| Exercise inputs |
-- Opening Marker --

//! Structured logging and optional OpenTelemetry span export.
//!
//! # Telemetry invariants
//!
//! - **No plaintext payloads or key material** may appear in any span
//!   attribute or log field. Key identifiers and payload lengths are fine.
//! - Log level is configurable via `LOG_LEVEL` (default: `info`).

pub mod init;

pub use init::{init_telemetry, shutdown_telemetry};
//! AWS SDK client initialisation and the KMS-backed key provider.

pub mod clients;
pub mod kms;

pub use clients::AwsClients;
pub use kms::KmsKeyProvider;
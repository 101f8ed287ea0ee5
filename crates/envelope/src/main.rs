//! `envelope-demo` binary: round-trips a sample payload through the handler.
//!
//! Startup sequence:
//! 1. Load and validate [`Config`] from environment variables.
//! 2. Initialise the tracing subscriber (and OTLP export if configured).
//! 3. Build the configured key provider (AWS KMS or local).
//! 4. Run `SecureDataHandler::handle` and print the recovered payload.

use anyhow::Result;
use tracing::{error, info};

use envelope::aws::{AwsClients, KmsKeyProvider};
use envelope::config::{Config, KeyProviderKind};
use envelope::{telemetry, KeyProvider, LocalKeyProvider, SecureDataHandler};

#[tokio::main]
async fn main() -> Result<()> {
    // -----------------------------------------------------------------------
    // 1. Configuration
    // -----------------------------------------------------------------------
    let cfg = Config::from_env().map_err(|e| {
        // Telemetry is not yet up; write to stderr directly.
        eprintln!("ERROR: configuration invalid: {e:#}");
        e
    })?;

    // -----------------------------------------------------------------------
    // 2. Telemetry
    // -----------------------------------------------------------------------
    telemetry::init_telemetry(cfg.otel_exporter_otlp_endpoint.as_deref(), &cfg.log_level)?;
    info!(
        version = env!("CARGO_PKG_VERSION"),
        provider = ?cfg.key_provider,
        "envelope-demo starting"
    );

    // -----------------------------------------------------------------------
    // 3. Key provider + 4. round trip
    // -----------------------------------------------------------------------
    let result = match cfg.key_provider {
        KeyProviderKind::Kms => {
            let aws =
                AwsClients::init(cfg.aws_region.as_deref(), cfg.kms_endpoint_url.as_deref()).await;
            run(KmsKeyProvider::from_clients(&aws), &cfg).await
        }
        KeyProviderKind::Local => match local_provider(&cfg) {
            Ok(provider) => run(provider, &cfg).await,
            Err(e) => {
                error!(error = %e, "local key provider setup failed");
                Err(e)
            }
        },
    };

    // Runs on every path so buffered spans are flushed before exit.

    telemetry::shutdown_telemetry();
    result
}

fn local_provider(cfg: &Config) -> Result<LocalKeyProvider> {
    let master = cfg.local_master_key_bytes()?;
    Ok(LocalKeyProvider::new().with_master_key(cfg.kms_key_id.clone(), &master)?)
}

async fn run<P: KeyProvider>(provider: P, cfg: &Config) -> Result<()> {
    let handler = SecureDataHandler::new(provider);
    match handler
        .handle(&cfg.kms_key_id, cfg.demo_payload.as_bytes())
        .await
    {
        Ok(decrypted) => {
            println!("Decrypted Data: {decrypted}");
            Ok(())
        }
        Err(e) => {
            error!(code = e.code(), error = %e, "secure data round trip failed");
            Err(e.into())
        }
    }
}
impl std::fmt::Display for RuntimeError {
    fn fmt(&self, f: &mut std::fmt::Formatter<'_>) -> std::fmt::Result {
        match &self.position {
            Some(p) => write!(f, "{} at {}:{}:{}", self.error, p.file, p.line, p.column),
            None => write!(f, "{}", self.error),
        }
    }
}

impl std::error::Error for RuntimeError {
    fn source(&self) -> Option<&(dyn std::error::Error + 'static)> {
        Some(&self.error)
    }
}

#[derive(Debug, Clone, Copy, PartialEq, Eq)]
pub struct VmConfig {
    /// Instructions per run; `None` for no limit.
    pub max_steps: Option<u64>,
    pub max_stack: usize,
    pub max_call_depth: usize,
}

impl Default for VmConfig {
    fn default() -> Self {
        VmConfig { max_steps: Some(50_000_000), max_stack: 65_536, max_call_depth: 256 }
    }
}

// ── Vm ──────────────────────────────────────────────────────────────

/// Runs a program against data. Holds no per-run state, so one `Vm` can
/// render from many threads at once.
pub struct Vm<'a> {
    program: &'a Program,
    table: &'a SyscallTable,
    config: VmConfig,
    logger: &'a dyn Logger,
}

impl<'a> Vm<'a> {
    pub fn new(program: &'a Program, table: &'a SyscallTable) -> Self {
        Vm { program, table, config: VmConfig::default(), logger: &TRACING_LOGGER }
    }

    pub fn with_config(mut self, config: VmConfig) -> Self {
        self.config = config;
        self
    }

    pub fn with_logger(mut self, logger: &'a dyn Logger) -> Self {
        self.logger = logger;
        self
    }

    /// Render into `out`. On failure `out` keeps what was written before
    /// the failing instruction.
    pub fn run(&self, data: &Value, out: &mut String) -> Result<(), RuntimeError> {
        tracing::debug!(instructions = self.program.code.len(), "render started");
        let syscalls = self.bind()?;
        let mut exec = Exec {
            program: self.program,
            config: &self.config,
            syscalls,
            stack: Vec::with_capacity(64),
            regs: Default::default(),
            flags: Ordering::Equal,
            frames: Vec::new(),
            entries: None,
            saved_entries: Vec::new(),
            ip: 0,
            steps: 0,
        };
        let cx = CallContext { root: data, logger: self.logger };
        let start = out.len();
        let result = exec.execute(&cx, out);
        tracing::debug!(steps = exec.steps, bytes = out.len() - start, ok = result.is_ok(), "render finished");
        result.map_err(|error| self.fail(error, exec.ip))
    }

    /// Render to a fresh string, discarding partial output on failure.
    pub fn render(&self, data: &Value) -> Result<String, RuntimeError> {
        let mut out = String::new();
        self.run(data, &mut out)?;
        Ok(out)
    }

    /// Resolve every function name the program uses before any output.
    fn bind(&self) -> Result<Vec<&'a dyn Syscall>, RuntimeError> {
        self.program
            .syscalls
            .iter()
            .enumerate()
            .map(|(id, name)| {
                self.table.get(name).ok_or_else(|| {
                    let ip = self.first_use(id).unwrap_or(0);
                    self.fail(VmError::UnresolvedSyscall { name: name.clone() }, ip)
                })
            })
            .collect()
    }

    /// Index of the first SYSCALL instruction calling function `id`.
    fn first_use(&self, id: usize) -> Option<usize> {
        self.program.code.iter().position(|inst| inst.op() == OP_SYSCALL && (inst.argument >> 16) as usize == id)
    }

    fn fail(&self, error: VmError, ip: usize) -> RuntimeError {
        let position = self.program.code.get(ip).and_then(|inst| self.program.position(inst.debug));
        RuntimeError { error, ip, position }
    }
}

-- Closing Marker --

| Problem |
Report each line in the data above that holds the word "exec" by copying it.

| Expected output |
        let mut exec = Exec {
        let result = exec.execute(&cx, out);
        tracing::debug!(steps = exec.steps, bytes = out.len() - start, ok = result.is_ok(), "render finished");
        result.map_err(|error| self.fail(error, exec.ip))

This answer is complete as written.